Eine knappe Woche zuvor hatte Premierministerin Theresa May angekündigt, sie werde den 29. März 2019 als exaktes Datum des EU-Austritts gesetzlich festschreiben lassen. 15 konservative Abgeordnete, die eine mögliche Rebellion gegen diesen taktisch fragwürdigen Schritt signalisierten, wurden auf der Titelseite des einst seriös konservativen "Daily Telegraph" als "Brexit-Meuterer" zur Schau gestellt.

Man vergleiche dazu den Fall des konservativen Parlamentariers John Redwood, der in seiner Kolumne für die "Financial Times" offen davon abriet, in Großbritannien zu investieren, weil die "Wirtschaft im UK auf die Bremse steigt". Redwood, der Abgeordnete des wohlhabenden südenglischen Wahlkreises Wokingham und als solcher einer der glühendsten Verfechter eines "No Deal"-Brexit, schrieb dies in seiner Nebenfunktion als globaler Chefstratege der Investitionsberater Charles Stanley.

Die Ökonomin Frances Coppola zeigte diesen akuten Interessenkonflikt in einem Artikel für "Forbes" auf, bezichtigte Redwood des mutwilligen "Desaster-Kapitalismus" und forderte seinen Rücktritt.
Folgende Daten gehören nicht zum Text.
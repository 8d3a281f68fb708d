//! Cache-first, rate-limited, retrying tile fetcher.

use std::sync::Arc;
use std::time::Duration;

use thiserror::Error;
use tokio_util::sync::CancellationToken;
use tracing::{debug, warn};

use super::{RateLimiter, StoreError, StoredTile, TileStore};
use crate::provider::{AsyncHttpClient, HttpError};

/// Attempts per tile before the fetch gives up.
const MAX_ATTEMPTS: u32 = 3;

/// Base delay between attempts; the wait grows linearly with the attempt
/// number.
const RETRY_BASE_DELAY: Duration = Duration::from_millis(250);

/// Errors from the tile fetch pipeline.
#[derive(Debug, Error)]
pub enum FetchError {
    /// Every attempt failed; carries the last observed cause.
    #[error("tile request exhausted {attempts} attempts for {url}: {last}")]
    Exhausted {
        url: String,
        attempts: u32,
        last: HttpError,
    },

    #[error(transparent)]
    Store(#[from] StoreError),

    #[error("operation cancelled")]
    Cancelled,
}

/// Fetches individual tiles, consulting the injected store before touching
/// the network and writing successful responses through it.
///
/// Concurrent callers requesting the same URL are not deduplicated; the
/// shared rate limiter still bounds the aggregate request rate, so the
/// redundant fetch is waste, not a correctness problem.
pub struct TileFetcher<C: AsyncHttpClient> {
    http: C,
    limiter: Arc<RateLimiter>,
    store: Arc<dyn TileStore>,
    max_attempts: u32,
}

impl<C: AsyncHttpClient> TileFetcher<C> {
    pub fn new(http: C, limiter: Arc<RateLimiter>, store: Arc<dyn TileStore>) -> Self {
        Self {
            http,
            limiter,
            store,
            max_attempts: MAX_ATTEMPTS,
        }
    }

    /// Fetches one tile by fully resolved URL.
    ///
    /// A store hit returns immediately without consuming a rate-limiter
    /// token. On a miss, each attempt acquires a token first; non-2xx
    /// statuses and transport errors are retried with linearly increasing
    /// backoff, and cancellation is honored before every wait.
    pub async fn fetch(
        &self,
        url: &str,
        headers: &[(String, String)],
        cancel: &CancellationToken,
    ) -> Result<StoredTile, FetchError> {
        if let Some(hit) = self.store.get(url).await? {
            debug!(url, "tile cache hit");
            return Ok(hit);
        }

        let mut last: Option<HttpError> = None;
        for attempt in 0..self.max_attempts {
            if attempt > 0 {
                let backoff = RETRY_BASE_DELAY * attempt;
                tokio::select! {
                    _ = cancel.cancelled() => return Err(FetchError::Cancelled),
                    _ = tokio::time::sleep(backoff) => {}
                }
            }

            self.limiter.acquire(cancel).await?;

            match self.http.get(url, headers).await {
                Ok(response) => {
                    self.store
                        .put(url, &response.bytes, &response.content_type)
                        .await?;
                    debug!(url, bytes = response.bytes.len(), "tile fetched");
                    return Ok(StoredTile {
                        bytes: response.bytes,
                        content_type: response.content_type,
                    });
                }
                Err(err) => {
                    warn!(url, attempt, error = %err, "tile fetch attempt failed");
                    last = Some(err);
                }
            }
        }

        let last = last.unwrap_or(HttpError::Transport {
            url: url.to_string(),
            reason: "no attempts were made".to_string(),
        });
        Err(FetchError::Exhausted {
            url: url.to_string(),
            attempts: self.max_attempts,
            last,
        })
    }
}
//! Hex color parsing.

use image::Rgba;
use thiserror::Error;

/// Errors from hex color parsing.
#[derive(Debug, Error, PartialEq, Eq)]
pub enum ColorError {
    #[error("hex color must start with '#': {0}")]
    MissingHash(String),

    #[error("hex color must be #RRGGBB or #AARRGGBB: {0}")]
    BadFormat(String),
}

/// Parses `#RRGGBB` or `#AARRGGBB` into an RGBA color.
pub fn parse_hex_color(s: &str) -> Result<Rgba<u8>, ColorError> {
    let trimmed = s.trim();
    let Some(hex) = trimmed.strip_prefix('#') else {
        return Err(ColorError::MissingHash(trimmed.to_string()));
    };
    if !hex.is_ascii() {
        return Err(ColorError::BadFormat(trimmed.to_string()));
    }
    let channel = |i: usize| {
        u8::from_str_radix(&hex[i..i + 2], 16)
            .map_err(|_| ColorError::BadFormat(trimmed.to_string()))
    };
    match hex.len() {
        6 => Ok(Rgba([channel(0)?, channel(2)?, channel(4)?, 0xFF])),
        8 => {
            let a = channel(0)?;
            Ok(Rgba([channel(2)?, channel(4)?, channel(6)?, a]))
        }
        _ => Err(ColorError::BadFormat(trimmed.to_string())),
    }
}

/// Parses a comma-separated list of hex colors.
///
/// An empty input yields an empty list; whether that is acceptable is the
/// caller's configuration concern.
pub fn parse_hex_colors(csv: &str) -> Result<Vec<Rgba<u8>>, ColorError> {
    let csv = csv.trim();
    if csv.is_empty() {
        return Ok(Vec::new());
    }
    csv.split(',').map(parse_hex_color).collect()
}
Dem britischen Medienmainstream war die dubiose Doppelrolle eines Parlamentariers, der sein Land unter patriotischen Parolen aus mutmaßlich spekulativem Interesse in die Bredouille treibt, allerdings kaum eine Erwähnung wert. Immerhin scheint Redwood sich mit den Konsequenzen des harten Brexit, den er anstrebt, zu beschäftigen. Offenbar im Unterschied zu Brexit-Minister David Davis, der behauptet hatte, er habe 58 Studien über die in verschiedenen Wirtschaftsbereichen zu erwartenden Auswirkungen in der Lade liegen. Erst hieß es, der Inhalt jener Studien sei aus verhandlungstaktischen Gründen streng geheim, dann setzte das Unterhaus auf Drängen Labours deren Veröffentlichung durch.

Studien existierten nicht

Da musste Davis gestehen, dass die sagenumwobenen Studien gar nicht existierten. Wozu auch, schließlich ist der Brexit eine Glaubensfrage. Wie sonst erklärt sich die Bereitschaft eines großen Teils der - systematisch desinformierten - britischen Bevölkerung, die Verhandlungen mit der EU zu ihrem eigenen schweren Schaden mutwillig platzen zu lassen - selbstverständlich ohne die volksmündlich als "Scheidungsgeld" bezeichneten Ausstände an die EU zu bezahlen?

Die im Falle von "No Deal" unausweichliche harte irisch-nordirische Grenze samt allen daraus folgenden Konsequenzen für den dortigen Friedensprozess bietet den Briten eine willkommene Gelegenheit zur Wiederentdeckung alter kolonialer Dominanzgebärden. Vergangenen Mittwoch riet etwa ein Leitartikel in der "Sun" dem "naiven jungen" irischen Premier Leo Varadkar, "sein Maul zu halten und erwachsen zu werden". Am Donnerstag wiederum empörte man sich darüber, dass die EU die Bewerbungen fünf britischer Städte zur europäischen Kulturhauptstadt des Jahres 2023 abgelehnt hatte, weil Großbritannien bis dahin den europäischen Wirtschaftsraum verlassen haben wird. "Zorn braust auf", schrieb die "Daily Mail". Die Warnungen der Airbus-Managerin Katherine Bennett vor einem parlamentarischen Ausschuss, dass der in transkontinentale Produktionswege integrierte Standort des Flugzeugherstellers in Broughton in Nordwales mit seinen 7000 Arbeitsplätzen den Brexit nicht überleben könnte, schafften es dagegen nicht einmal in die Abendnachrichten.